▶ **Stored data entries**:
________________________
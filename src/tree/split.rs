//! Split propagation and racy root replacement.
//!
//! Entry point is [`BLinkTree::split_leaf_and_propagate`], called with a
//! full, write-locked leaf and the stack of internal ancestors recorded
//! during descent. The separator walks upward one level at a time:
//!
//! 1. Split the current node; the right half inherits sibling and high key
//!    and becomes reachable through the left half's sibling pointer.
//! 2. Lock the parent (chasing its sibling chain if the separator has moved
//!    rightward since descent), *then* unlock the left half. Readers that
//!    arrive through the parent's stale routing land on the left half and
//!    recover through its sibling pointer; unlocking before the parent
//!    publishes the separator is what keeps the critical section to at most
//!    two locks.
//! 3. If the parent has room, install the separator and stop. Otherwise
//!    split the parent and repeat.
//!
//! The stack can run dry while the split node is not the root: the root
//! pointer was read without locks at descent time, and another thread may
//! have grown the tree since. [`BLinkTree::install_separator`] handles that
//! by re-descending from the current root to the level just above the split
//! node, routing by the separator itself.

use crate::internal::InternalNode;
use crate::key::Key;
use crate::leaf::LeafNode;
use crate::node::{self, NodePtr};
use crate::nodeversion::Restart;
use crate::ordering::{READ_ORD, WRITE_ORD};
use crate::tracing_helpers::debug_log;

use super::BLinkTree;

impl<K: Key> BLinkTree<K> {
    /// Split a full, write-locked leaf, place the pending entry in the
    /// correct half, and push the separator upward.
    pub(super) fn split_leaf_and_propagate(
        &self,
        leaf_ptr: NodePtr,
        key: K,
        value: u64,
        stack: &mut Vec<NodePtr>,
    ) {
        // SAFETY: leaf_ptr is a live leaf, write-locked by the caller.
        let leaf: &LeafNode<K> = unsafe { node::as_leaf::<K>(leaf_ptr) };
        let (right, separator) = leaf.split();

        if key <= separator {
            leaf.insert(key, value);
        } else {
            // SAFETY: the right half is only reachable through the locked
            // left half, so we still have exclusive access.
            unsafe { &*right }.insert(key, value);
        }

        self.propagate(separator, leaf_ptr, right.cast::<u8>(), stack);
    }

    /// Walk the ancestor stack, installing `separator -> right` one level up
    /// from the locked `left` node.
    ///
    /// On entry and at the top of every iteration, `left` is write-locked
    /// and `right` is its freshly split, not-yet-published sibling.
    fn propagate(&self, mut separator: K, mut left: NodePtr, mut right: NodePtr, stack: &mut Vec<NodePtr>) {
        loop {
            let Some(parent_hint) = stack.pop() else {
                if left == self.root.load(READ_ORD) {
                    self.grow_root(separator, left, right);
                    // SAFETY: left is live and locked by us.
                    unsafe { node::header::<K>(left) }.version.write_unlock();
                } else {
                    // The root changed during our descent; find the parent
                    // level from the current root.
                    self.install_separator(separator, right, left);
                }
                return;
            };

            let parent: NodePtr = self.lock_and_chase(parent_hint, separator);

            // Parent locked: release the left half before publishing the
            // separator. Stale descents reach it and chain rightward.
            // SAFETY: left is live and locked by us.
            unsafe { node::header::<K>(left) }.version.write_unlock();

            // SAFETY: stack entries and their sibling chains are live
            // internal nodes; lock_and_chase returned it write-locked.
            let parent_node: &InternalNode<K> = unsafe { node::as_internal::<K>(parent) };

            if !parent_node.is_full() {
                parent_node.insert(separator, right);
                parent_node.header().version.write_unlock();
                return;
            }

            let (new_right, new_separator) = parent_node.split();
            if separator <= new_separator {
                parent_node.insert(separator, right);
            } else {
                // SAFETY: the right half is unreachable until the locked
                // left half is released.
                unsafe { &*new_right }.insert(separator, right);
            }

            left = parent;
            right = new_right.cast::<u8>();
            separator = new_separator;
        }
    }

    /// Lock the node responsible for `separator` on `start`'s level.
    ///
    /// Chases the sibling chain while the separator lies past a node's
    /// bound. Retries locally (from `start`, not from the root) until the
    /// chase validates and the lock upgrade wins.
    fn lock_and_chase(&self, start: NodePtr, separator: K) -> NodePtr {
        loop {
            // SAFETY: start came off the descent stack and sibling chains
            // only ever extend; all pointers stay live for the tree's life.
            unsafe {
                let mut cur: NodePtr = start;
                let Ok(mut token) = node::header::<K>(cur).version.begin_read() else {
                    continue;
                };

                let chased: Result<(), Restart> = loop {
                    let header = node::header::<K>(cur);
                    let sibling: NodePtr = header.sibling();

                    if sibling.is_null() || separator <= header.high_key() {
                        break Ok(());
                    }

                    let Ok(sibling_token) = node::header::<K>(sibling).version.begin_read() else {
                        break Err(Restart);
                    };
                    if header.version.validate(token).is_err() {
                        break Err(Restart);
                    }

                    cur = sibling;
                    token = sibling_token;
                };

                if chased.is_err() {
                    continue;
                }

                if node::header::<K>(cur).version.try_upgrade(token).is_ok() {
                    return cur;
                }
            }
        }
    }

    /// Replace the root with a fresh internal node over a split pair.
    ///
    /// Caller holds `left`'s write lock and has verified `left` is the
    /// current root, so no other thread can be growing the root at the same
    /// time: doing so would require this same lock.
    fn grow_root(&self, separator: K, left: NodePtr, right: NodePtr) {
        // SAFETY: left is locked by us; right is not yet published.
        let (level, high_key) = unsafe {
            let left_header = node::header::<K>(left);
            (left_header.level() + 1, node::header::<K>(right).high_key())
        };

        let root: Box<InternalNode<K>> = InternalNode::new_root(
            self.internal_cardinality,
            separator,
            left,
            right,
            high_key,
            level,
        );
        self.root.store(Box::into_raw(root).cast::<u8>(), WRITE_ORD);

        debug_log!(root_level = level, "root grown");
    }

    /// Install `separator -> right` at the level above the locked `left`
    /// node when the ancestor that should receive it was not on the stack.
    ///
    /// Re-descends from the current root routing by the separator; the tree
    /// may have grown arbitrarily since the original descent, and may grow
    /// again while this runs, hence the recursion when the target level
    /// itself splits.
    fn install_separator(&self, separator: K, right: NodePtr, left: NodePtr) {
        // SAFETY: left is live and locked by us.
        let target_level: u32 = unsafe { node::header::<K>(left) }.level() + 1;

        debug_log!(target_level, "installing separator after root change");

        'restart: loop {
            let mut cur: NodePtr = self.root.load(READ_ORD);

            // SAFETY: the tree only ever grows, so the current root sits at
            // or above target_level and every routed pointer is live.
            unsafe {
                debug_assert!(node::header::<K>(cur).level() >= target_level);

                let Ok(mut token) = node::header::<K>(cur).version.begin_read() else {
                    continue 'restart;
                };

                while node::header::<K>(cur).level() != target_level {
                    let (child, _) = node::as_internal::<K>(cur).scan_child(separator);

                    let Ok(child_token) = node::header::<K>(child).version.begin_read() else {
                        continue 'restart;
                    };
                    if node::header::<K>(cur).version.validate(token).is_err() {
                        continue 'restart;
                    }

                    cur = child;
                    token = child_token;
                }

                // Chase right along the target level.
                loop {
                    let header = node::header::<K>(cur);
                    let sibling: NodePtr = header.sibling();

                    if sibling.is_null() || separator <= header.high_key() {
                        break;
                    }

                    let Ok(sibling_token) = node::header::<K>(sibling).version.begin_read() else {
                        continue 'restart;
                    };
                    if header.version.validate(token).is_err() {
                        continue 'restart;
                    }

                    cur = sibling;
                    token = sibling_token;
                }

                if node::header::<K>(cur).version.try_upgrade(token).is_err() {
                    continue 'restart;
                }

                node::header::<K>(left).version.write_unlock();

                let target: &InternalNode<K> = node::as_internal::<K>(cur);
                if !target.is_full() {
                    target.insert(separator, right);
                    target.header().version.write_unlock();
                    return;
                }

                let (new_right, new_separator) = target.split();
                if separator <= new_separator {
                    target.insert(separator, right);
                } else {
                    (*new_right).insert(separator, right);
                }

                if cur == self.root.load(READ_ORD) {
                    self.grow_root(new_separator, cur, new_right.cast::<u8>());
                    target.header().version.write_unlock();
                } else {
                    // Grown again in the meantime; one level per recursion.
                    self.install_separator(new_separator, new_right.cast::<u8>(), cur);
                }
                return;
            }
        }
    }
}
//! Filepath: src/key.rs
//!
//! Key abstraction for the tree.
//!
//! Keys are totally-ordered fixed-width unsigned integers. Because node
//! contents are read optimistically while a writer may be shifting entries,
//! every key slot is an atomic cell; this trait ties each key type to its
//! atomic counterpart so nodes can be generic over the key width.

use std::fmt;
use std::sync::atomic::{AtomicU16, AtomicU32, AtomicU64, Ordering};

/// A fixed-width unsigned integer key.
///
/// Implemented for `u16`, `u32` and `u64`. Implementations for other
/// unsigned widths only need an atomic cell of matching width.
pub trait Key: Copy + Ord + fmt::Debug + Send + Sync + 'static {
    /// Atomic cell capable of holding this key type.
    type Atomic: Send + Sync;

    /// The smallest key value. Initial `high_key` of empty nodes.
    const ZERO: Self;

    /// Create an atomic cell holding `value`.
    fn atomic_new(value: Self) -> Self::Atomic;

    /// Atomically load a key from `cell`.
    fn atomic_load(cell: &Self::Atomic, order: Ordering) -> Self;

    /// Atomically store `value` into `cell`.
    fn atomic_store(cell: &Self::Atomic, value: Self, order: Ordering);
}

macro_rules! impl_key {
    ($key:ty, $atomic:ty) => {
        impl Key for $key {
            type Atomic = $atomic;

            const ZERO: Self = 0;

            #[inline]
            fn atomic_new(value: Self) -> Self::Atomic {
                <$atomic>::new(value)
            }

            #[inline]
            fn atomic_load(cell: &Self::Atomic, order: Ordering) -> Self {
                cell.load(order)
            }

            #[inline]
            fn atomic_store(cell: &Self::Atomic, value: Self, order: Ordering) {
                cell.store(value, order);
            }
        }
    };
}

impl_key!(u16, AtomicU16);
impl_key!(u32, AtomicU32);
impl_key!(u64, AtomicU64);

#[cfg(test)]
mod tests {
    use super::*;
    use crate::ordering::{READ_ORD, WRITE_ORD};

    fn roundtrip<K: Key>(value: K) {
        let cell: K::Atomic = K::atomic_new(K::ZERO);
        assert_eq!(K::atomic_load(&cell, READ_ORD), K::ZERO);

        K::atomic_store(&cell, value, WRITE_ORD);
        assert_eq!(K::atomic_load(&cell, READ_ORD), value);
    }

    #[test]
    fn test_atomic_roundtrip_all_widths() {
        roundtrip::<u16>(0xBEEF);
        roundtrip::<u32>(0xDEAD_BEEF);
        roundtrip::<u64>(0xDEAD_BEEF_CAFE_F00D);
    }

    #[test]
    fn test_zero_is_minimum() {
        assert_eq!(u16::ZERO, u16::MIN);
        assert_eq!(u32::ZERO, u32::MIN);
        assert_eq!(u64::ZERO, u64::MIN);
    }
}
________________________
▶ **Your assignment**:
Your reply should hold only the lines from the first line of the records through the one with "if key <= separator", reproduced word for word.

▶ **Answer for the task**:
filename src/tree/split.rs
//! Split propagation and racy root replacement.
//!
//! Entry point is [`BLinkTree::split_leaf_and_propagate`], called with a
//! full, write-locked leaf and the stack of internal ancestors recorded
//! during descent. The separator walks upward one level at a time:
//!
//! 1. Split the current node; the right half inherits sibling and high key
//!    and becomes reachable through the left half's sibling pointer.
//! 2. Lock the parent (chasing its sibling chain if the separator has moved
//!    rightward since descent), *then* unlock the left half. Readers that
//!    arrive through the parent's stale routing land on the left half and
//!    recover through its sibling pointer; unlocking before the parent
//!    publishes the separator is what keeps the critical section to at most
//!    two locks.
//! 3. If the parent has room, install the separator and stop. Otherwise
//!    split the parent and repeat.
//!
//! The stack can run dry while the split node is not the root: the root
//! pointer was read without locks at descent time, and another thread may
//! have grown the tree since. [`BLinkTree::install_separator`] handles that
//! by re-descending from the current root to the level just above the split
//! node, routing by the separator itself.

use crate::internal::InternalNode;
use crate::key::Key;
use crate::leaf::LeafNode;
use crate::node::{self, NodePtr};
use crate::nodeversion::Restart;
use crate::ordering::{READ_ORD, WRITE_ORD};
use crate::tracing_helpers::debug_log;

use super::BLinkTree;

impl<K: Key> BLinkTree<K> {
    /// Split a full, write-locked leaf, place the pending entry in the
    /// correct half, and push the separator upward.
    pub(super) fn split_leaf_and_propagate(
        &self,
        leaf_ptr: NodePtr,
        key: K,
        value: u64,
        stack: &mut Vec<NodePtr>,
    ) {
        // SAFETY: leaf_ptr is a live leaf, write-locked by the caller.
        let leaf: &LeafNode<K> = unsafe { node::as_leaf::<K>(leaf_ptr) };
        let (right, separator) = leaf.split();

        if key <= separator {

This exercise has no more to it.